UN fordert neues Denken über das Altern
UNECE-Report: Altern als Chance statt Krise – 41 Millionen Ältere in EU arbeiten aktiv

Die Vereinten Nationen fordern ein Umdenken im Umgang mit dem demografischen Wandel. In einem neuen Bericht der UN-Wirtschaftskommission für Europa (UNECE) heißt es, die öffentliche Erzählung über das Altern müsse sich grundlegend ändern. Statt von „demografischer Zeitbombe“ oder „Silberner Flutwelle“ zu sprechen, sollten Regierungen und Medien die Chancen längerer Leben in den Vordergrund stellen.
Der Bericht mit dem Titel „Changing the Narrative on Ageing and Older Persons“ zeigt, dass negative Stereotype nicht nur die Politik beeinflussen, sondern auch das Wohlbefinden älterer Menschen selbst schmälern.
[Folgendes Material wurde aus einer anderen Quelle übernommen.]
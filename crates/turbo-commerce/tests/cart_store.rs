//! Cart store scenarios across sessions and storage media.

use turbo_cache::{FileStore, KvStore, MemoryStore};
use turbo_commerce::prelude::*;

fn product(id: &str, price: f64) -> ProductDescriptor {
    ProductDescriptor::new(id, format!("Product {}", id), price, format!("{}.jpg", id))
}

#[test]
fn test_repeated_adds_merge_into_one_line() {
    for n in 1..=5_i64 {
        let storage = MemoryStore::new();
        let mut cart = CartStore::new(&storage, &CartConfig::default());
        for _ in 0..n {
            cart.add(&product("a", 1.0));
        }
        assert_eq!(cart.line_count(), 1);
        assert_eq!(cart.get(&ProductId::new("a")).unwrap().quantity(), Some(n));
    }
}

#[test]
fn test_non_positive_quantity_leaves_line_unchanged() {
    let storage = MemoryStore::new();
    let mut cart = CartStore::new(&storage, &CartConfig::default());
    cart.add(&product("a", 2.0));
    cart.add(&product("b", 3.0));
    cart.set_quantity(&ProductId::new("b"), 4);
    let before = cart.state().clone();

    for q in [0, -1, i64::MIN] {
        cart.set_quantity(&ProductId::new("a"), q);
        cart.set_quantity(&ProductId::new("b"), q);
    }
    assert_eq!(cart.state(), &before);
}

#[test]
fn test_remove_twice_is_idempotent() {
    let storage = MemoryStore::new();
    let mut cart = CartStore::new(&storage, &CartConfig::default());
    cart.add(&product("a", 1.0));
    cart.add(&product("b", 1.0));

    assert!(cart.remove(&ProductId::new("a")));
    let after_first = cart.state().clone();
    assert!(!cart.remove(&ProductId::new("a")));
    assert_eq!(cart.state(), &after_first);
    assert_eq!(cart.line_count(), 1);
}

#[test]
fn test_clear_then_hydrate_is_empty() {
    let storage = MemoryStore::new();
    let mut cart = CartStore::new(&storage, &CartConfig::default());
    cart.add(&product("a", 1.0));
    cart.clear();
    assert!(!storage.exists("cart").unwrap());

    let mut next_session = CartStore::new(&storage, &CartConfig::default());
    assert_eq!(next_session.hydrate(), Hydration::Empty);
    assert!(next_session.is_empty());
}

#[test]
fn test_set_all_persist_hydrate_round_trip() {
    let mut odd = LineItem::new(2, "Odd", "odd.jpg", 0.0).with_quantity(3);
    odd.unit_price = Numeric::from("bad");
    let items = vec![
        LineItem::new("z", "Zed", "z.jpg", 12.5).with_quantity(2),
        odd,
        LineItem::new(1, "One", "1.jpg", 0.1),
    ];

    let storage = MemoryStore::new();
    let mut cart = CartStore::new(&storage, &CartConfig::default());
    cart.set_all(items.clone());
    assert!(cart.persist());

    let mut restored = CartStore::new(&storage, &CartConfig::default());
    assert_eq!(restored.hydrate(), Hydration::Restored { lines: 3 });
    assert_eq!(restored.items(), items.as_slice());
}

#[test]
fn test_total_skips_bad_price() {
    let storage = MemoryStore::with_slot(
        "cart",
        r#"[
            {"productId": "x", "title": "X", "image": "", "unitPrice": 10, "quantity": 2},
            {"productId": "y", "title": "Y", "image": "", "unitPrice": "bad", "quantity": 3}
        ]"#,
    );
    let mut cart = CartStore::new(&storage, &CartConfig::default());
    cart.hydrate();

    assert_eq!(cart.total_price(), Money::new(2000, Currency::USD));
    assert_eq!(cart.total_price().to_decimal(), 20.0);
}

#[test]
fn test_null_price_line_survives_hydrate() {
    let storage = MemoryStore::with_slot(
        "cart",
        r#"[
            {"productId": "x", "title": "X", "image": "", "unitPrice": 10, "quantity": 2},
            {"productId": "y", "title": "Y", "image": "", "unitPrice": null, "quantity": 1}
        ]"#,
    );
    let mut cart = CartStore::new(&storage, &CartConfig::default());

    assert_eq!(cart.hydrate(), Hydration::Restored { lines: 2 });
    assert_eq!(cart.line_count(), 2);
    assert_eq!(cart.unit_count(), 3);
    assert_eq!(cart.total_price().amount_cents, 2000);
}

#[test]
fn test_sub_cent_price_totals_exactly() {
    let storage = MemoryStore::new();
    let mut cart = CartStore::new(&storage, &CartConfig::default());
    cart.hydrate();

    cart.add(&product("p", 0.125));
    assert!(cart.set_quantity(&ProductId::new("p"), 8));
    assert_eq!(cart.total_price().amount_cents, 100);
}

#[test]
fn test_add_add_add_scenario() {
    let storage = MemoryStore::new();
    let mut cart = CartStore::new(&storage, &CartConfig::default());
    cart.hydrate();

    cart.add(&product("a", 9.99));
    cart.add(&product("a", 9.99));
    cart.add(&product("b", 5.0));

    let lines: Vec<_> = cart
        .items()
        .iter()
        .map(|i| (i.product_id.to_string(), i.quantity()))
        .collect();
    assert_eq!(
        lines,
        vec![("a".to_string(), Some(2)), ("b".to_string(), Some(1))]
    );
    assert_eq!(cart.line_count(), 2);
    assert_eq!(cart.unit_count(), 3);
    assert_eq!(cart.total_price().amount_cents, 2498);
    assert_eq!(cart.total_price().display(), "$24.98");

    // the slot mirrors memory after every mutation
    let stored = parse_cart_snapshot(&storage.get("cart").unwrap().unwrap()).unwrap();
    assert_eq!(stored, cart.items());
}

#[test]
fn test_not_json_hydrates_empty() {
    let storage = MemoryStore::with_slot("cart", "not-json");
    let mut cart = CartStore::new(&storage, &CartConfig::default());
    assert_eq!(cart.hydrate(), Hydration::Malformed);
    assert!(cart.is_empty());
    assert_eq!(cart.total_price().amount_cents, 0);
}

#[test]
fn test_cart_survives_restart_on_disk() {
    let dir = tempfile::tempdir().unwrap();
    let config = CartConfig::default().with_namespace("storefront");

    {
        let storage = FileStore::open(dir.path()).unwrap();
        let mut cart = CartStore::new(storage, &config);
        cart.hydrate();
        cart.add(&product("a", 3.0));
        cart.add(&product("b", 4.0));
        cart.set_quantity(&ProductId::new("b"), 5);
        cart.remove(&ProductId::new("a"));
    }

    let storage = FileStore::open(dir.path()).unwrap();
    let mut cart = CartStore::new(storage, &config);
    assert_eq!(cart.hydrate(), Hydration::Restored { lines: 1 });
    assert_eq!(cart.unit_count(), 5);
    assert_eq!(cart.total_price().amount_cents, 2000);

    cart.clear();
    assert!(!cart.storage().exists("storefront:cart").unwrap());
}

#[test]
fn test_last_writer_wins_between_sessions() {
    let storage = MemoryStore::new();
    let mut first = CartStore::new(&storage, &CartConfig::default());
    let mut second = CartStore::new(&storage, &CartConfig::default());
    first.hydrate();
    second.hydrate();

    first.add(&product("a", 1.0));
    second.add(&product("b", 1.0));

    let mut reader = CartStore::new(&storage, &CartConfig::default());
    reader.hydrate();
    assert_eq!(reader.line_count(), 1);
    assert!(reader.get(&ProductId::new("b")).is_some());
}

#[test]
fn test_add_from_catalog() {
    let catalog = StaticCatalog::from_json(
        r#"[{"id": 1, "title": "Backpack", "price": 109.95, "image": "bag.jpg", "category": "bags"}]"#,
    )
    .unwrap();
    let storage = MemoryStore::new();
    let mut cart = CartStore::new(&storage, &CartConfig::default());

    let product = catalog.fetch_by_id(&ProductId::from(1)).unwrap();
    let line = cart.add(&product);
    assert_eq!(line.title, "Backpack");
    assert_eq!(line.image, "bag.jpg");
    assert_eq!(cart.total_price().display(), "$109.95");
}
Wer ständig hört, die besten Jahre seien vorbei, internalisiert diese Botschaft und zieht sich zurück. Dabei ist die Realität eine andere: Millionen älterer Menschen arbeiten, engagieren sich ehrenamtlich oder pflegen Angehörige. Allein in der Europäischen Union sind rund 41 Millionen Menschen zwischen 55 und 64 Jahren erwerbstätig – Tendenz steigend.
Auch das Weltwirtschaftsforum sieht in der Langlebigkeit einen der größten ungenutzten Wachstumstreiber. Koordinierte Maßnahmen, die längeres, gesünderes Leben mit finanzieller Resilienz verbinden, könnten in den kommenden Jahren Billionen Dollar an wirtschaftlichem Potenzial freisetzen. Der UNECE-Bericht warnt jedoch davor, dass eine einseitige Fokussierung auf Kosten und Belastungen den Blick auf diese Chancen verstellt.
Um die Erzählung zu ändern, schlägt die UNECE einen praktischen Rahmen vor: Regierungen sollen ein klares und realistisches Bild des Alterns entwickeln, ältere Menschen in Entscheidungen einbeziehen und vielfältige Lebenserfahrungen sichtbar machen. Entscheidend sei, dass der Wandel der Sprache durch konkrete politische Maßnahmen untermauert werde. Der Bericht steht im Einklang mit der UN-Dekade für gesundes Altern (2021–2030), die das Ziel verfolgt, dass alle Menschen überall die Möglichkeit haben, dem Leben Jahre und den Jahren Leben hinzuzufügen.